Ou quand vint le jour de la scène d’amour avec Arielle Dombasle: « Tout le monde me l’a fait, professeur… Michel-Ange, Jean Luc et ainsi de suite… Tout le monde me disait : « ne va pas trop loin, c’est ma femme, on s’aime ». Et puis pour qui sont les problèmes ? Pour Delon. »

Mais sinon, tant que c’était autorisé Lino Ventura et Jean Gabin étaient ses co-stars irremplaçables, la camaraderie prévalait. Et si, par hasard, il se retournait un jour d’orage, il avait inventé un rituel qui, dans son esprit, et dans le mien, effaçait tout : il attendait le clap final, il faisait signe à Willy Kurantmon directeur de la photographie, pour rallumer son appareil, « c’est juste pour toi, maestro », a-t-il annoncé ; et il fallait encadrer ses yeux, rien que ses yeux, dans un plan très fermé par lequel, en quelques secondes, passaient toutes les nuances de bleu et dont l’intensité était soudain comparable à celle de Léonard, prince des yeux.

Parmi mes brutes, j’ai quelque part une collection de looks de Delon dont je pourrais faire un film, mais que je préfère garder pour moi, dévotement, comme s’ils étaient un trésor.

La dernière fois que je lui ai parlé au téléphone, c’était pour lui dire combien j’appréciais Anouchka et de lui lire mes chroniques Bloc-Notes dans lesquelles je parlais de ma tristesse de le voir enfermé dans la sordidité du temps, avec ses disputes d’héritage et empêtré dans les meutes, surtout dans le cas de quelqu’un comme lui, dont la panoplie de papiers l’avait placé dans une situation que nous croyions insurmontable.

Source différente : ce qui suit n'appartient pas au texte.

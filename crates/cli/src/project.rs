//! Project snapshot: walk a directory into a `FileMap`.

use filescope_core::files::{FileEntry, FileMap};
use filescope_selection::IgnoreFilter;
use ignore::WalkBuilder;
use std::path::Path;
use tracing::debug;

/// Files larger than this are left out of the snapshot.
pub const MAX_FILE_SIZE_BYTES: u64 = 1024 * 1024;

/// Bytes inspected when deciding whether a file is binary.
const BINARY_SNIFF_BYTES: usize = 8 * 1024;

/// Walk `root` (.gitignore aware), skipping everything `filter` ignores.
///
/// Keys are root-relative, forward-slash paths. Directories become folder
/// entries; regular text files carry their content.
pub fn scan(root: &Path, filter: &IgnoreFilter) -> Result<FileMap, std::io::Error> {
    if !root.is_dir() {
        return Err(std::io::Error::new(
            std::io::ErrorKind::NotFound,
            format!("project root {} is not a directory", root.display()),
        ));
    }

    let mut files = FileMap::new();
    let walk_root = root.to_path_buf();
    let walk_filter = filter.clone();

    let mut builder = WalkBuilder::new(root);
    builder
        .hidden(false)
        .git_ignore(true)
        .git_global(true)
        .git_exclude(true)
        .require_git(false);
    builder.filter_entry(move |entry| match relative(&walk_root, entry.path()) {
        Some(rel) => !walk_filter.is_ignored(&rel),
        None => true,
    });

    for result in builder.build() {
        let entry = match result {
            Ok(entry) => entry,
            Err(e) => {
                debug!(error = %e, "Skipping unreadable entry");
                continue;
            }
        };
        let Some(rel) = relative(root, entry.path()) else {
            continue;
        };
        let Some(file_type) = entry.file_type() else {
            continue;
        };

        if file_type.is_dir() {
            files.insert(rel, FileEntry::folder());
            continue;
        }
        if !file_type.is_file() {
            continue;
        }

        if let Ok(meta) = entry.metadata() {
            if meta.len() > MAX_FILE_SIZE_BYTES {
                debug!(path = %rel, bytes = meta.len(), "Skipping large file");
                continue;
            }
        }

        let bytes = match std::fs::read(entry.path()) {
            Ok(bytes) => bytes,
            Err(e) => {
                debug!(path = %rel, error = %e, "Skipping unreadable file");
                continue;
            }
        };
        if bytes[..bytes.len().min(BINARY_SNIFF_BYTES)].contains(&0) {
            debug!(path = %rel, "Skipping binary file");
            continue;
        }

        files.insert(rel, FileEntry::file(String::from_utf8_lossy(&bytes).into_owned()));
    }

    Ok(files)
}

/// Root-relative forward-slash path; `None` for the root itself.
fn relative(root: &Path, path: &Path) -> Option<String> {
    let rel = path.strip_prefix(root).ok()?;
    let rel = rel.to_string_lossy().replace('\\', "/");
    (!rel.is_empty()).then_some(rel)
}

Je pensais avoir entendu un merci. Un soupir. Et je me suis souvenu de notre dernière vraie conversation, il y a un an, lorsque je rêvais d’aller en Ukraine pour rencontrer le président. Zelenski: mais il était déjà épuisé et a dû se contenter d’une interview bouleversante enregistrée à distance, avec son ami Cyrille Viguier. Cette âme forte et riche à qui s’offraient des affinités sulfureuses était avant tout un Grand de France qui, en politique, en réalité, n’aimait que la verve, le courage et l’honneur.

Au revoir, cher Alain.

Au revoir, cher ami.

Le temps affecte tout le monde, même les météores.

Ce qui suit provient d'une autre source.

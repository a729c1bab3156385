//! LLM Provider implementations for filescope.
//!
//! All providers implement the `filescope_core::Provider` trait.
//! The router selects the correct provider based on configuration.

pub mod openai_compat;
pub mod router;

pub use openai_compat::OpenAiCompatProvider;
pub use router::{ProviderRouter, build_from_config};
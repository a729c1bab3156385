//! `filescope scan`: List the files a model may be shown.

use crate::project;
use filescope_config::AppConfig;
use std::path::Path;

pub fn run(config: &AppConfig, root: &Path) -> Result<(), Box<dyn std::error::Error>> {
    let filter = super::ignore_filter(config)?;
    let files = project::scan(root, &filter)?;
    let selectable = filter.selectable_paths(&files);

    for path in &selectable {
        println!("{path}");
    }
    eprintln!(
        "{} selectable files ({} entries scanned) under {}",
        selectable.len(),
        files.len(),
        root.display()
    );
    Ok(())
}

Il trace des visages et des vies, même si, chez les premiers, ils restent intacts, inviolables, « mes yeux, mes yeux immenses d’éclat éternel » dont il a résumé le secret Baudelaireque vous adoriez, et, dans le second, une collection de positions dans lesquelles le canaille Rocco devient le plus raffiné des gentlemen et dont vous avez fait un chef-d’œuvre.

Et puis le temps vous amène à cet Achéron dans lequel vous nagez la plupart du temps, mais dont vous sortirez vainqueur dans le crépitement des bobines de ces films où l’on verra encore et encore, vingt-quatre fois par seconde, l’un des contemporains que l’on compare au premier vers du poème de Nerval : « L’obscur, le veuf, l’inconsolable ».

L’étoile d’Alain Delon s’est-elle éteinte ?

Bien sûr que non.

Il espérait seulement réapparaître, avec son luth, au loin.